Less is more is not part of the Indian aesthetic. Every element, whether colour, imagery or embellishment, is used to the full. Every surface filled to the maximum. Unlike the Japanese or Swedes, we don’t do minimal! Negative space, an important part of design elsewhere, is not a part of the Indian tradition. When a master carver encounters a grain of rice, he engraves an entire Taj Mahal, or the text of the Hanuman Chalisa! Given a temple wall in Khajuraho or Thanjavur, he fills it with hundreds of figures — a whole social history of its times. The Madurai Meenakshi Temple reportedly has 33,000 images! A Kashmiri papier-mache screen or Jamewar shawl will blossom into a garden of flowers, each intricately delineated and imagined. At its best this approach is multilayered and magnificent, at its worst it is cluttered and overdone. It worked well in India’s vast palaces under the blazing sun, each royal court trying to outdo the other in splendour and show. Like everything, in the 21st century it needs reinvention. Ornately embossed silver furniture that looked magnificent in marble-floored halls with towering ceilings seems inappropriate in a three-bedroom Bandra apartment in Mumbai.

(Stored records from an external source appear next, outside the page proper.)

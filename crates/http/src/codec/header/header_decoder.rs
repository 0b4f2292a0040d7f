//! HTTP header decoder implementation for parsing HTTP request headers
//!
//! This module turns the leading bytes of a receive buffer into a typed
//! `http::Request<()>` plus the number of bytes the start line and header
//! section occupied. It also works out how long the body is according to
//! HTTP/1.1 message framing rules.
//!
//! # Limits
//!
//! - Maximum number of headers: 64
//! - Only supports HTTP/1.0 and HTTP/1.1
//! - Only `Content-Length` framed bodies; any `Transfer-Encoding` is rejected
//!
//! The header section itself has no byte limit here: the connection caps the
//! whole receive buffer instead.

use http::header::{CONTENT_LENGTH, TRANSFER_ENCODING};
use http::{HeaderMap, HeaderName, HeaderValue, Request};
use httparse::{Error, Status};
use tracing::trace;

use crate::ensure;
use crate::protocol::ParseError;

/// Maximum number of headers allowed in a request
pub(crate) const MAX_HEADER_NUM: usize = 64;

/// A decoded request head.
#[derive(Debug)]
pub(crate) struct DecodedHeader {
    pub(crate) header: Request<()>,
    /// Bytes taken by the start line, the headers and the empty line
    pub(crate) header_len: usize,
    /// Body length announced by `Content-Length`, zero when absent
    pub(crate) content_length: u64,
}

/// Decoder for HTTP request heads.
#[derive(Debug, Clone, Copy, Default)]
pub(crate) struct HeaderDecoder;

impl HeaderDecoder {
    /// Attempts to decode a request head from the front of `src`.
    ///
    /// # Returns
    ///
    /// - `Ok(Some(header))` if a complete head was parsed
    /// - `Ok(None)` if more data is needed
    /// - `Err(ParseError)` if the bytes can never form a valid head
    pub(crate) fn decode(&self, src: &[u8]) -> Result<Option<DecodedHeader>, ParseError> {
        let mut headers = [httparse::EMPTY_HEADER; MAX_HEADER_NUM];
        let mut req = httparse::Request::new(&mut headers);

        let parsed_result = req.parse(src).map_err(|e| match e {
            Error::TooManyHeaders => ParseError::too_many_headers(MAX_HEADER_NUM),
            e => ParseError::invalid_header(e.to_string()),
        });

        let header_len = match parsed_result? {
            Status::Complete(header_len) => header_len,
            Status::Partial => return Ok(None),
        };
        trace!(header_len, "parsed request head");

        let version = match req.version {
            Some(0) => http::Version::HTTP_10,
            Some(1) => http::Version::HTTP_11,
            // Currently HTTP/2 and HTTP/3 not supported
            _ => return Err(ParseError::InvalidVersion(req.version)),
        };

        let mut header_builder = Request::builder()
            .method(req.method.ok_or(ParseError::InvalidMethod)?)
            .uri(req.path.ok_or(ParseError::InvalidUri)?)
            .version(version);

        if let Some(header_map) = header_builder.headers_mut() {
            header_map.reserve(req.headers.len());
            for header in req.headers.iter() {
                let name = HeaderName::from_bytes(header.name.as_bytes()).map_err(ParseError::invalid_header)?;
                let value = HeaderValue::from_bytes(header.value).map_err(ParseError::invalid_header)?;
                header_map.append(name, value);
            }
        }

        // the builder keeps the first method/uri error it met and reports it here
        let header = header_builder.body(()).map_err(|e| {
            if e.is::<http::method::InvalidMethod>() { ParseError::InvalidMethod } else { ParseError::InvalidUri }
        })?;

        let content_length = parse_content_length(header.headers())?;

        Ok(Some(DecodedHeader { header, header_len, content_length }))
    }
}

/// Determines the body length from the request headers.
///
/// refer: https://www.rfc-editor.org/rfc/rfc9112.html#name-message-body-length
///
/// Chunked bodies are never reframed here, so any `Transfer-Encoding` is
/// rejected rather than risk misreading where the next pipelined request
/// starts.
fn parse_content_length(headers: &HeaderMap) -> Result<u64, ParseError> {
    if let Some(te_value) = headers.get(TRANSFER_ENCODING) {
        return Err(ParseError::unsupported_transfer_encoding(String::from_utf8_lossy(te_value.as_bytes())));
    }

    let mut content_length = None;
    for cl_value in headers.get_all(CONTENT_LENGTH) {
        let cl_str = cl_value.to_str().map_err(|_| ParseError::invalid_content_length("value can't to_str"))?;

        let length =
            cl_str.trim().parse::<u64>().map_err(|_| ParseError::invalid_content_length(format!("value {cl_str} is not u64")))?;

        if let Some(previous) = content_length {
            ensure!(previous == length, ParseError::invalid_content_length(format!("conflicting values {previous} and {length}")));
        }
        content_length = Some(length);
    }

    Ok(content_length.unwrap_or(0))
}

#[cfg(test)]
mod tests {
    use super::*;
    use http::{Method, Version};
    use indoc::indoc;

    #[test]
    fn from_curl() {
        let str = indoc! {r##"
        GET /index.html HTTP/1.1
        Host: 127.0.0.1:8080
        User-Agent: curl/7.79.1
        Accept: */*

        "##};

        let decoded = HeaderDecoder.decode(str.as_bytes()).unwrap().unwrap();
        let header = decoded.header;

        assert_eq!(decoded.header_len, str.len());
        assert_eq!(decoded.content_length, 0);

        assert_eq!(header.method(), &Method::GET);
        assert_eq!(header.version(), Version::HTTP_11);
        assert_eq!(header.uri().host(), None);
        assert_eq!(header.uri().path(), "/index.html");
        assert_eq!(header.uri().query(), None);

        assert_eq!(header.headers().len(), 3);
        assert_eq!(header.headers().get(http::header::ACCEPT), Some(&HeaderValue::from_static("*/*")));
        assert_eq!(header.headers().get(http::header::HOST), Some(&HeaderValue::from_static("127.0.0.1:8080")));
        assert_eq!(header.headers().get(http::header::USER_AGENT), Some(&HeaderValue::from_static("curl/7.79.1")));
    }

    #[test]
    fn from_edge() {
        let str = indoc! {r##"
        GET /index/?a=1&b=2&a=3 HTTP/1.1
        Host: 127.0.0.1:8080
        Connection: keep-alive
        Cache-Control: max-age=0
        sec-ch-ua: "#Not_A Brand";v="99", "Microsoft Edge";v="109", "Chromium";v="109"
        Upgrade-Insecure-Requests: 1
        Accept: text/html,application/xhtml+xml,application/xml;q=0.9,image/webp,image/apng,*/*;q=0.8
        Sec-Fetch-Site: none
        Accept-Encoding: gzip, deflate, br
        Accept-Language: zh-CN,zh;q=0.9,en-US;q=0.8,en;q=0.7

        "##};

        let header = HeaderDecoder.decode(str.as_bytes()).unwrap().unwrap().header;

        assert_eq!(header.uri().path(), "/index/");
        assert_eq!(header.uri().query(), Some("a=1&b=2&a=3"));
        assert_eq!(header.headers().len(), 9);
        assert_eq!(header.headers().get(http::header::CONNECTION), Some(&HeaderValue::from_static("keep-alive")));
        assert_eq!(
            header.headers().get("sec-ch-ua"),
            Some(&HeaderValue::from_static(r##""#Not_A Brand";v="99", "Microsoft Edge";v="109", "Chromium";v="109""##))
        );
        assert_eq!(header.headers().get(http::header::ACCEPT_ENCODING), Some(&HeaderValue::from_static("gzip, deflate, br")));
    }

    #[test]
    fn partial_head_needs_more() {
        assert!(HeaderDecoder.decode(b"").unwrap().is_none());
        assert!(HeaderDecoder.decode(b"GET / HTTP/1.1\r\nHost: loc").unwrap().is_none());
    }

    #[test]
    fn content_length() {
        let decoded = HeaderDecoder.decode(b"POST /upload HTTP/1.1\r\nContent-Length: 11\r\n\r\n").unwrap().unwrap();
        assert_eq!(decoded.content_length, 11);

        let decoded =
            HeaderDecoder.decode(b"POST / HTTP/1.1\r\nContent-Length: 3\r\nContent-Length: 3\r\n\r\n").unwrap().unwrap();
        assert_eq!(decoded.content_length, 3);
    }

    #[test]
    fn invalid_content_length() {
        let result = HeaderDecoder.decode(b"POST / HTTP/1.1\r\nContent-Length: ten\r\n\r\n");
        assert!(matches!(result, Err(ParseError::InvalidContentLength { .. })));

        let result = HeaderDecoder.decode(b"POST / HTTP/1.1\r\nContent-Length: 3\r\nContent-Length: 4\r\n\r\n");
        assert!(matches!(result, Err(ParseError::InvalidContentLength { .. })));
    }

    #[test]
    fn transfer_encoding_rejected() {
        let result = HeaderDecoder.decode(b"POST / HTTP/1.1\r\nTransfer-Encoding: chunked\r\n\r\n");
        assert!(matches!(result, Err(ParseError::UnsupportedTransferEncoding { .. })));
    }

    #[test]
    fn malformed_start_line() {
        assert!(HeaderDecoder.decode(b"GET\x01/ HTTP/1.1\r\n\r\n").is_err());
        assert!(HeaderDecoder.decode(b"HELLO WORLD\r\n\r\n").is_err());
    }

    #[test]
    fn too_many_headers() {
        let mut request = String::from("GET / HTTP/1.1\r\n");
        for i in 0..=MAX_HEADER_NUM {
            request.push_str(&format!("X-Header-{i}: {i}\r\n"));
        }
        request.push_str("\r\n");

        let result = HeaderDecoder.decode(request.as_bytes());
        assert!(matches!(result, Err(ParseError::TooManyHeaders { .. })));
    }
}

Just as the gargantuan 10-course dinners of our ancestors don’t work for our 21st century digestions! In India, the term design is often confused with ornamentation. Form, function and finish play second fiddle. The idea of design is used like an aerosol spray in a smelly bathroom. To pretend that obsolete, stale things are fresh! It’s no coincidence that when I first started working with interior designer Shona Ray in the early 1970s, people thought an interior designer and an interior decorator were one and the same: the person who applied fresh paint on walls.

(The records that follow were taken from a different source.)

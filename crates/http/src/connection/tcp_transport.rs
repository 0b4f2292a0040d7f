use std::io;
use std::io::ErrorKind;
use std::net::SocketAddr;
use std::task::{Context, Poll, Waker};

use bytes::{Buf, BytesMut};
use tokio::io::{AsyncReadExt, AsyncWriteExt, Interest, ReadBuf, Ready};
use tokio::net::TcpStream;
use tracing::trace;

use crate::connection::Transport;

/// Queued response bytes above which the owner stops reading new requests.
pub const MAX_PENDING_WRITE: usize = 1024 * 1024;

/// Upper bound of what [`Transport::bytes_available`] reports.
const PEEK_LEN: usize = 4 * 1024;

/// A [`Transport`] over a tokio `TcpStream`.
///
/// Reads and writes use the stream's `try_*` methods, so they never wait; the
/// owner waits on [`ready`](Self::ready) and then calls back into the
/// connection. Bytes the kernel does not take right away stay queued until
/// [`flush`](Self::flush).
#[derive(Debug)]
pub struct TcpTransport {
    stream: TcpStream,
    local_addr: SocketAddr,
    peer_addr: SocketAddr,
    pending: BytesMut,
    connected: bool,
    eof: bool,
}

impl TcpTransport {
    pub fn new(stream: TcpStream) -> io::Result<Self> {
        let local_addr = stream.local_addr()?;
        let peer_addr = stream.peer_addr()?;
        Ok(Self { stream, local_addr, peer_addr, pending: BytesMut::new(), connected: true, eof: false })
    }

    /// What the owner should wait for: readability, plus writability while
    /// bytes are queued. Only writability once the queue is backlogged.
    pub fn interest(&self) -> Interest {
        if self.is_backlogged() {
            Interest::WRITABLE
        } else if self.pending.is_empty() {
            Interest::READABLE
        } else {
            Interest::READABLE | Interest::WRITABLE
        }
    }

    /// Returns true while more than [`MAX_PENDING_WRITE`] bytes wait for the
    /// peer; no further requests should be read until it drains.
    pub fn is_backlogged(&self) -> bool {
        self.pending.len() > MAX_PENDING_WRITE
    }

    pub async fn ready(&self, interest: Interest) -> io::Result<Ready> {
        self.stream.ready(interest).await
    }

    /// Writes queued bytes until the kernel stops taking them.
    ///
    /// Returns the number of bytes written.
    pub fn flush(&mut self) -> io::Result<usize> {
        let mut written = 0;
        while !self.pending.is_empty() {
            match self.stream.try_write(&self.pending) {
                Ok(0) => return Err(io::Error::from(ErrorKind::WriteZero)),
                Ok(n) => {
                    self.pending.advance(n);
                    written += n;
                }
                Err(e) if e.kind() == ErrorKind::WouldBlock => break,
                Err(e) => return Err(e),
            }
        }
        trace!(written, pending = self.pending.len(), "flushed response bytes");
        Ok(written)
    }

    /// Sends whatever is still queued, shuts the write side down and discards
    /// input until the peer closes too.
    ///
    /// Responses written right before a close, such as a `400`, still reach
    /// the peer this way: dropping a socket with unread input resets the
    /// connection and may destroy them in flight. Callers bound the wait with a
    /// timeout.
    pub async fn shutdown(&mut self) -> io::Result<()> {
        if !self.pending.is_empty() {
            self.stream.write_all(&self.pending).await?;
            self.pending.clear();
        }
        self.stream.shutdown().await?;

        let mut discard = [0u8; 4 * 1024];
        while self.stream.read(&mut discard).await? > 0 {}
        Ok(())
    }
}

impl Transport for TcpTransport {
    /// Peeks without consuming, so the answer is capped at a few KiB.
    fn bytes_available(&self) -> usize {
        if !self.connected || self.eof {
            return 0;
        }

        let mut peeked = [0u8; PEEK_LEN];
        let mut buf = ReadBuf::new(&mut peeked);
        let mut cx = Context::from_waker(Waker::noop());
        match self.stream.poll_peek(&mut cx, &mut buf) {
            Poll::Ready(Ok(len)) => len,
            Poll::Ready(Err(_)) | Poll::Pending => 0,
        }
    }

    fn read(&mut self, buf: &mut [u8]) -> io::Result<usize> {
        if !self.connected || self.eof || buf.is_empty() {
            return Ok(0);
        }

        match self.stream.try_read(buf) {
            Ok(0) => {
                self.eof = true;
                Ok(0)
            }
            Ok(n) => Ok(n),
            Err(e) if e.kind() == ErrorKind::WouldBlock => Ok(0),
            Err(e) => Err(e),
        }
    }

    fn write(&mut self, data: &[u8]) -> io::Result<()> {
        if !self.connected {
            return Err(io::Error::from(ErrorKind::NotConnected));
        }
        self.pending.extend_from_slice(data);
        self.flush().map(|_| ())
    }

    fn bytes_to_write(&self) -> usize {
        self.pending.len()
    }

    fn local_addr(&self) -> SocketAddr {
        self.local_addr
    }

    fn peer_addr(&self) -> SocketAddr {
        self.peer_addr
    }

    fn is_connected(&self) -> bool {
        self.connected
    }

    fn is_eof(&self) -> bool {
        self.eof
    }

    fn close(&mut self) {
        if self.connected {
            trace!(peer = %self.peer_addr, pending = self.pending.len(), "close transport");
            self.connected = false;
        }
    }
}
use crate::protocol::{ParseError, Request};

/// Result of trying to decode one request frame from the front of a buffer.
#[derive(Debug)]
pub enum ParseOutcome {
    /// The buffered bytes are a valid prefix of a request; more are needed.
    Incomplete,
    /// The buffered bytes can never form a valid request.
    BadRequest(ParseError),
    /// A complete request occupying exactly `frame_len` leading bytes.
    Ok { request: Request, frame_len: usize },
}

impl ParseOutcome {
    /// Returns true if more bytes are needed
    #[inline]
    pub fn is_incomplete(&self) -> bool {
        matches!(self, ParseOutcome::Incomplete)
    }

    /// Returns true if the buffered bytes were rejected
    #[inline]
    pub fn is_bad_request(&self) -> bool {
        matches!(self, ParseOutcome::BadRequest(_))
    }

    /// Returns the frame length if a request was decoded
    pub fn frame_len(&self) -> Option<usize> {
        match self {
            ParseOutcome::Ok { frame_len, .. } => Some(*frame_len),
            _ => None,
        }
    }
}

impl From<ParseError> for ParseOutcome {
    fn from(e: ParseError) -> Self {
        ParseOutcome::BadRequest(e)
    }
}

It is important to realise that design is not just about making things look good, but a way to examine, understand and reshape our lifestyles, our society and ourselves. A look out of our windows at the jumble of concrete, electric wires, tangled traffic and mutilated green spaces for instance and the confusion and angst of those who live in it, shows how bad contemporary India has been at designing its urban spaces and safeguarding its environment and heritage. Our spaces reflect ourselves and we still seem to be searching for the identity of that 21st century Indian. It is often an uneasy Bollywood amalgam of the past mixed with what we think is trendy in the West. What is the key to India finding itself an exciting and unique new 21st-century identity — both aesthetically and culturally?

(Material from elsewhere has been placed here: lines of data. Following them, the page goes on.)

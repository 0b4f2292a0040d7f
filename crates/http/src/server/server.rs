use std::sync::Arc;

use tokio::net::{TcpListener, TcpStream};
use tokio::select;
use tokio::sync::Semaphore;
use tokio::time::{Duration, MissedTickBehavior, interval};
use tracing::{debug, error, info, warn};

use crate::connection::{HttpConnection, TcpTransport, Transport};
use crate::handler::RequestHandler;
use crate::protocol::ServerError;
use crate::server::ServerConfig;

#[derive(Debug)]
pub struct ServerBuilder<H> {
    config: ServerConfig,
    handler: Option<H>,
}

impl<H> ServerBuilder<H>
where
    H: RequestHandler + Send + Sync + 'static,
{
    fn new() -> Self {
        Self { config: ServerConfig::default(), handler: None }
    }

    pub fn config(mut self, config: ServerConfig) -> Self {
        self.config = config;
        self
    }

    pub fn handler(mut self, handler: H) -> Self {
        self.handler = Some(handler);
        self
    }

    pub fn build(self) -> Result<HttpServer<H>, ServerError> {
        let handler = self.handler.ok_or(ServerError::MissingHandler)?;
        Ok(HttpServer { config: self.config, handler: Arc::new(handler) })
    }
}

/// Accepts TCP connections and runs an [`HttpConnection`] for each of them.
///
/// Every connection lives in its own task, which is the only place its
/// connection is touched: readiness callbacks and the periodic expiry check
/// never overlap.
#[derive(Debug)]
pub struct HttpServer<H> {
    config: ServerConfig,
    handler: Arc<H>,
}

#[derive(Debug)]
enum Event {
    Ready(std::io::Result<tokio::io::Ready>),
    Scan,
}

impl<H> HttpServer<H>
where
    H: RequestHandler + Send + Sync + 'static,
{
    pub fn builder() -> ServerBuilder<H> {
        ServerBuilder::new()
    }

    pub fn config(&self) -> &ServerConfig {
        &self.config
    }

    /// Binds the configured address and serves until the process ends.
    pub async fn start(self) -> Result<(), ServerError> {
        let address = self.config.address();
        let tcp_listener = TcpListener::bind(address).await.map_err(|e| ServerError::bind(address, e))?;
        self.serve(tcp_listener).await
    }

    /// Serves connections accepted from an already bound listener.
    pub async fn serve(self, tcp_listener: TcpListener) -> Result<(), ServerError> {
        info!(address = %tcp_listener.local_addr()?, "start listening");
        let permits = Arc::new(Semaphore::new(self.config.max_connections()));

        loop {
            let (tcp_stream, remote_addr) = match tcp_listener.accept().await {
                Ok(stream_and_addr) => stream_and_addr,
                Err(e) => {
                    warn!(cause = %e, "failed to accept");
                    continue;
                }
            };

            let Ok(permit) = Arc::clone(&permits).try_acquire_owned() else {
                warn!(peer = %remote_addr, limit = self.config.max_connections(), "too many connections, dropping new one");
                continue;
            };

            let handler = Arc::clone(&self.handler);
            let config = self.config.clone();
            tokio::spawn(async move {
                serve_connection(tcp_stream, handler, &config).await;
                drop(permit);
            });
        }
    }
}

/// Drives one connection from accept to close.
async fn serve_connection<H: RequestHandler>(tcp_stream: TcpStream, handler: Arc<H>, config: &ServerConfig) {
    let transport = match TcpTransport::new(tcp_stream) {
        Ok(transport) => transport,
        Err(e) => {
            error!(cause = %e, "can't resolve connection endpoints");
            return;
        }
    };
    let peer = transport.peer_addr();
    debug!(%peer, "accepted connection");

    let mut connection = HttpConnection::with_config(transport, handler, config.connection());

    let mut scan = interval(config.scan_interval());
    scan.set_missed_tick_behavior(MissedTickBehavior::Delay);
    // the first tick completes immediately
    scan.tick().await;

    while !connection.is_closed() {
        let interest = connection.transport().interest();
        // readiness first, so bytes arriving at a scan tick are read rather than evicted
        let event = select! {
            biased;
            ready = connection.transport().ready(interest) => Event::Ready(ready),
            _ = scan.tick() => Event::Scan,
        };

        match event {
            Event::Ready(Ok(ready)) => {
                if ready.is_writable() {
                    match connection.transport_mut().flush() {
                        Ok(0) => {}
                        Ok(_) => connection.on_data_flushed(),
                        Err(e) => {
                            debug!(cause = %e, %peer, "write response error, closing connection");
                            connection.transport_mut().close();
                            continue;
                        }
                    }
                }
                if (ready.is_readable() || ready.is_read_closed()) && !connection.transport().is_backlogged() {
                    connection.on_data_available();
                }
            }
            Event::Ready(Err(e)) => {
                debug!(cause = %e, %peer, "poll connection error, closing connection");
                connection.transport_mut().close();
            }
            Event::Scan => {
                if connection.has_expired(config.keep_alive_timeout()) {
                    debug!(%peer, timeout = ?config.keep_alive_timeout(), "connection idle for too long, closing");
                    connection.transport_mut().close();
                }
            }
        }
    }

    // give a final response queued right before closing a chance to leave
    let shutdown = tokio::time::timeout(Duration::from_secs(1), connection.transport_mut().shutdown()).await;
    if let Ok(Err(e)) = shutdown {
        debug!(cause = %e, %peer, "shutdown connection error");
    }
    debug!(%peer, "connection closed");
}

A country’s identity is reflected in its visual aesthetic — be it architecture, clothes, domestic interiors or artefacts. Recently, over the last decade or two, India (and with it the world) has woken up to the fact that traditional crafts and textiles are not just a picturesque part of our past, but can be a fantastic part of our future: enhancing our lives, homes, clothes and identity. Adding something uniquely different — Indian but also contemporary.